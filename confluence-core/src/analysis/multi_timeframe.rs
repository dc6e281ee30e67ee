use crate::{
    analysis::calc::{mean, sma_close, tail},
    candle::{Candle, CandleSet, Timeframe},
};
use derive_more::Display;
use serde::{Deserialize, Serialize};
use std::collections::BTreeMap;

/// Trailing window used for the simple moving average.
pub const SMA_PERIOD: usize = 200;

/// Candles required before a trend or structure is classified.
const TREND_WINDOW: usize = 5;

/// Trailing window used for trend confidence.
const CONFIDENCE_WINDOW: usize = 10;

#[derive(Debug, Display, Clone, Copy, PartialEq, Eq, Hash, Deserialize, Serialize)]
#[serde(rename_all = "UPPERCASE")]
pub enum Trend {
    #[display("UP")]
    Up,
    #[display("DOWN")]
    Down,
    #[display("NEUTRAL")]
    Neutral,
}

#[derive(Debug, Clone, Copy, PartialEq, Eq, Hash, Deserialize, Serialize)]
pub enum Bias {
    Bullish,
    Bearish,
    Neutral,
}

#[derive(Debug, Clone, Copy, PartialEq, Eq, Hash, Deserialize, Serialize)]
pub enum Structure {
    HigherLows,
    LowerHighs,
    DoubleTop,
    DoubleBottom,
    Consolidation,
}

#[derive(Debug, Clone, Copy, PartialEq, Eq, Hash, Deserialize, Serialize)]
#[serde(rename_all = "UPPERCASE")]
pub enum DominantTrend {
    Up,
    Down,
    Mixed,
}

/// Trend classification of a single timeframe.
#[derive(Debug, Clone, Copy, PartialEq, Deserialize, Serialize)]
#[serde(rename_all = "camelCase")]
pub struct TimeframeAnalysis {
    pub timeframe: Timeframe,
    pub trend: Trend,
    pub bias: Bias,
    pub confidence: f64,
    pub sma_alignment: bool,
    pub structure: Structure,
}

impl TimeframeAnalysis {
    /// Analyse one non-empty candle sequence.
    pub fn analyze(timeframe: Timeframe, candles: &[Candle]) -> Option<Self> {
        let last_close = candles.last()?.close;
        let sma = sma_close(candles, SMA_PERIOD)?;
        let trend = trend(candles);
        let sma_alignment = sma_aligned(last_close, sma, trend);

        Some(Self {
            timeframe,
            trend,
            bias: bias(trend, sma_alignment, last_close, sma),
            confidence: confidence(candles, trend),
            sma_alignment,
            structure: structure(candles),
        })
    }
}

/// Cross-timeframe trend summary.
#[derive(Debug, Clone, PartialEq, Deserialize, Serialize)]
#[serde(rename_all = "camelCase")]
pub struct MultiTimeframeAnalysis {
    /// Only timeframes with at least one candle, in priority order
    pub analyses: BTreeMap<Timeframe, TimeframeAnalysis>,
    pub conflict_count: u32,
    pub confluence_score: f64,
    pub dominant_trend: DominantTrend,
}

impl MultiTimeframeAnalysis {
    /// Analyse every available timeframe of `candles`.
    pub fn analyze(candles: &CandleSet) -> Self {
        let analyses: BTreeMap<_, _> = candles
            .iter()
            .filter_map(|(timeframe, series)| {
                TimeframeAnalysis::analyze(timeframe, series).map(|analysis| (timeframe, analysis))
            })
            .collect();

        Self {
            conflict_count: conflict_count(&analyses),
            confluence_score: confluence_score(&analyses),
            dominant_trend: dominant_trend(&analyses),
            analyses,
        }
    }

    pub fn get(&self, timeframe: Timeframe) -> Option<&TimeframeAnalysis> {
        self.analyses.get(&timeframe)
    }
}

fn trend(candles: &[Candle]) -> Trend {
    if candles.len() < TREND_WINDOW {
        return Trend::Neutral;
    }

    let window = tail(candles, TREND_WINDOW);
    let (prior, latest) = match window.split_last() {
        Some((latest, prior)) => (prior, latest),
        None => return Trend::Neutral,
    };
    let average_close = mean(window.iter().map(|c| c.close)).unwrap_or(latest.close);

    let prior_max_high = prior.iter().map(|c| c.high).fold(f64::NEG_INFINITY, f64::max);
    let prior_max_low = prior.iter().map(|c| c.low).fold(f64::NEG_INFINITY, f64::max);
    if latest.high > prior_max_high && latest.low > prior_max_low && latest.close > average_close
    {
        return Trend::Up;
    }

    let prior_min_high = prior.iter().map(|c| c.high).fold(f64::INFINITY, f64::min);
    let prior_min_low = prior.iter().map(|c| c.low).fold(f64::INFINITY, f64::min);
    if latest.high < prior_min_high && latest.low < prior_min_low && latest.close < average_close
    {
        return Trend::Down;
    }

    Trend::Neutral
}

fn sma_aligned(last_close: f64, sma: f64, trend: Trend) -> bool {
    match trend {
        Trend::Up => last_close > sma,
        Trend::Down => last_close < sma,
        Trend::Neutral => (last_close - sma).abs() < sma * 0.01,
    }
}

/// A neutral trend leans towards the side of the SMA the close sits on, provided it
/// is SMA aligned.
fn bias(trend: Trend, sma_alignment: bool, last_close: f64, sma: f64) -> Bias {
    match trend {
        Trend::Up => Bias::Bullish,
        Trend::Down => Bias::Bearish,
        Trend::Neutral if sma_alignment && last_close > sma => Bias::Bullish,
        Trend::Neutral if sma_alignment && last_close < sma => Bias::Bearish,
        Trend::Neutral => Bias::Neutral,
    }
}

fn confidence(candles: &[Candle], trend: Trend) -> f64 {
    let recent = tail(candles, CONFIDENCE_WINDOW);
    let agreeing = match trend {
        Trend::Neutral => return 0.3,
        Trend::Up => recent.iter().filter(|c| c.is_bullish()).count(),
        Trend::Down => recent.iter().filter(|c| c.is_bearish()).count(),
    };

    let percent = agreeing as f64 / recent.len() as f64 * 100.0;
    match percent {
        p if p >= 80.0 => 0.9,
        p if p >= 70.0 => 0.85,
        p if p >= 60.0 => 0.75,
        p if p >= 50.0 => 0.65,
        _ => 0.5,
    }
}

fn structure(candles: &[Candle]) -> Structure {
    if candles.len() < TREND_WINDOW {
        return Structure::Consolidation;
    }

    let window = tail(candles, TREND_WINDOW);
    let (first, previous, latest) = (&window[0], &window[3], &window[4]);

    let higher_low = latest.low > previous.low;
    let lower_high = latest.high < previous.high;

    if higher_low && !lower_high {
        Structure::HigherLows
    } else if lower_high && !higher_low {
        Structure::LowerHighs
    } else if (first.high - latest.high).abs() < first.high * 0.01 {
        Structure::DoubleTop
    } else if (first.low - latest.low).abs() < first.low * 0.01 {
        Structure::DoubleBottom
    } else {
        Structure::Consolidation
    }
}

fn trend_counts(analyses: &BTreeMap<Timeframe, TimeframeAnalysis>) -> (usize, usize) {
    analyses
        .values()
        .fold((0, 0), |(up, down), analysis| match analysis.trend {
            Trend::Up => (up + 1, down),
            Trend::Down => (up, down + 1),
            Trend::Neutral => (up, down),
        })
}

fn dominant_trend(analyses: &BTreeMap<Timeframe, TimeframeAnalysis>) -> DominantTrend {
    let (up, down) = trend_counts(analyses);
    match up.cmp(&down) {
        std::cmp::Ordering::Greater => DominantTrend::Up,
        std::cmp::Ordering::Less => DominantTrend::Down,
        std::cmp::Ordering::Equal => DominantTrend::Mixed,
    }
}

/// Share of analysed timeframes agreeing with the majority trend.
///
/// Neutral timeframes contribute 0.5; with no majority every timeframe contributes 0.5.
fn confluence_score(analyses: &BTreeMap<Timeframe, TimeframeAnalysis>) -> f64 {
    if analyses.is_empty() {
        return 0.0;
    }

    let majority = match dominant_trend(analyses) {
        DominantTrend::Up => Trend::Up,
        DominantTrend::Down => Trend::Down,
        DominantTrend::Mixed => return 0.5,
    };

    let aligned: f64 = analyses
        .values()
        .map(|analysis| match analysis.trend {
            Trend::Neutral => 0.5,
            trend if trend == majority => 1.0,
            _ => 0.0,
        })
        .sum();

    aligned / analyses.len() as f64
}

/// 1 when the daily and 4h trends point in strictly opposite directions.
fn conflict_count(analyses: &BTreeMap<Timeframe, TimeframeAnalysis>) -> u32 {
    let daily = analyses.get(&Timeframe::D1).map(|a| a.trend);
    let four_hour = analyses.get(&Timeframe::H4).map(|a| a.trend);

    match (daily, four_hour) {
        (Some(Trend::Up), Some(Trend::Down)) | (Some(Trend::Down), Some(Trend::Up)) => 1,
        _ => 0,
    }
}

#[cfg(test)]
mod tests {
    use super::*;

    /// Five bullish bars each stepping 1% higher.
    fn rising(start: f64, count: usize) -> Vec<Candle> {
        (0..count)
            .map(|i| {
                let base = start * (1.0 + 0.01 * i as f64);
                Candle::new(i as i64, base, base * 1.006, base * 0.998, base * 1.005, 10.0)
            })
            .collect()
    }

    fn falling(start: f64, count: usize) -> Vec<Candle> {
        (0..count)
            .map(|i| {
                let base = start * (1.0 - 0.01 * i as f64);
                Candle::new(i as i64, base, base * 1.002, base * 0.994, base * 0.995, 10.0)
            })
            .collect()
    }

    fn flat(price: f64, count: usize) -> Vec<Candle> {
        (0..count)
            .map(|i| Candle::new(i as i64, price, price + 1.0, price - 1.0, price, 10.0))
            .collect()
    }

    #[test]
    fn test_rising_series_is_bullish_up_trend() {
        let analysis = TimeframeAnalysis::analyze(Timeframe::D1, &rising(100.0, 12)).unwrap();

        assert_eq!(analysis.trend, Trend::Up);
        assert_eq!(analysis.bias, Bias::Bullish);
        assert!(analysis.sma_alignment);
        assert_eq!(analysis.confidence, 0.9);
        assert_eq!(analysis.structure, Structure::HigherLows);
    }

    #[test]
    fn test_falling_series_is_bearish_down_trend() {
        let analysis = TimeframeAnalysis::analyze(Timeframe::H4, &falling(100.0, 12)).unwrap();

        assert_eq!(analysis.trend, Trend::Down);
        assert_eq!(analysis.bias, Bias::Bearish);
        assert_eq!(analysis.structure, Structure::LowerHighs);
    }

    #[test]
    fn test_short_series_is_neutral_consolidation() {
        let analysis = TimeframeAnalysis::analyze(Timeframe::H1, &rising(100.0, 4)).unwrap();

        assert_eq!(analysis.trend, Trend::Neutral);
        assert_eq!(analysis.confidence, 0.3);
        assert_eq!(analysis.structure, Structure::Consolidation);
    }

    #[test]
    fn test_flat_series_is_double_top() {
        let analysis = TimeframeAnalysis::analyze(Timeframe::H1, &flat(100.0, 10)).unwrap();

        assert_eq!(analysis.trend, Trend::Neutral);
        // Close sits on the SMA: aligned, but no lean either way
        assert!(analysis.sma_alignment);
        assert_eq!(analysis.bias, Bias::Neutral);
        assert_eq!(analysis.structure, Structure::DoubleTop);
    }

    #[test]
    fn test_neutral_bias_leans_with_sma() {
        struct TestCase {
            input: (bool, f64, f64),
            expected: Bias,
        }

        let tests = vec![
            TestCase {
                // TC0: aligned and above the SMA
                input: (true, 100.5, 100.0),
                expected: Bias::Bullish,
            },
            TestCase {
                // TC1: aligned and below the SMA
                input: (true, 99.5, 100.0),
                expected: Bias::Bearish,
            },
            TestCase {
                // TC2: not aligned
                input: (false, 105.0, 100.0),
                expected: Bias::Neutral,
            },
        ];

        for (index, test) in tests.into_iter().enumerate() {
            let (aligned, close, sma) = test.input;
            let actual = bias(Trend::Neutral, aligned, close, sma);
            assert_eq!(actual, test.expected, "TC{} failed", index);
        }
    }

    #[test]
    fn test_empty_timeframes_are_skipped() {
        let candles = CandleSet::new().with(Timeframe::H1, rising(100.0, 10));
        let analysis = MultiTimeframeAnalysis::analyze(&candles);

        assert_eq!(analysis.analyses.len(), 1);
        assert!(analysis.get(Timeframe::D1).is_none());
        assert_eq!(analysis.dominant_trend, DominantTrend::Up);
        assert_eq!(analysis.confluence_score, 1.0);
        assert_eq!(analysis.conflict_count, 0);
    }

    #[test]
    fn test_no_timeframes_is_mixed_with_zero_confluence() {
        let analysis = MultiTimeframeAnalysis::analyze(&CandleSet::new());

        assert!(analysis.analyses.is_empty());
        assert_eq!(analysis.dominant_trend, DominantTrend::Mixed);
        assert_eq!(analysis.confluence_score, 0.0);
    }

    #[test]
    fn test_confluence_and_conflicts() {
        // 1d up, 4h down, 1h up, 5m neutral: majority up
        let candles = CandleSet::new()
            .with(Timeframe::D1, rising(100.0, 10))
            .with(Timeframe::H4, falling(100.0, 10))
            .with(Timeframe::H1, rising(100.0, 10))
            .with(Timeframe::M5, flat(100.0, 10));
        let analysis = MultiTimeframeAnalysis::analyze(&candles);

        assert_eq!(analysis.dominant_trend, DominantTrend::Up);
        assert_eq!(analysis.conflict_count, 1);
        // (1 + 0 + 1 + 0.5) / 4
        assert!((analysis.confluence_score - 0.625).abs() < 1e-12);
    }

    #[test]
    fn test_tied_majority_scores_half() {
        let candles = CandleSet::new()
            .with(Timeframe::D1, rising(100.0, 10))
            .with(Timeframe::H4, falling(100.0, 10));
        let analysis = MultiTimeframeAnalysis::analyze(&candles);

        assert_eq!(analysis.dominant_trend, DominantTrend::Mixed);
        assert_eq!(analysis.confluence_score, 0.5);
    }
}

--------------------

**Exercise instructions**
Going back to the entries above, set down exactly the lines that begin at the one with "Trend::Neutral if sma_alignment && last_close >" and end at the one with "Trend::Neutral => return", both included, and nothing else.

**Task output**
        Trend::Neutral if sma_alignment && last_close > sma => Bias::Bullish,
        Trend::Neutral if sma_alignment && last_close < sma => Bias::Bearish,
        Trend::Neutral => Bias::Neutral,
    }
}

fn confidence(candles: &[Candle], trend: Trend) -> f64 {
    let recent = tail(candles, CONFIDENCE_WINDOW);
    let agreeing = match trend {
        Trend::Neutral => return 0.3,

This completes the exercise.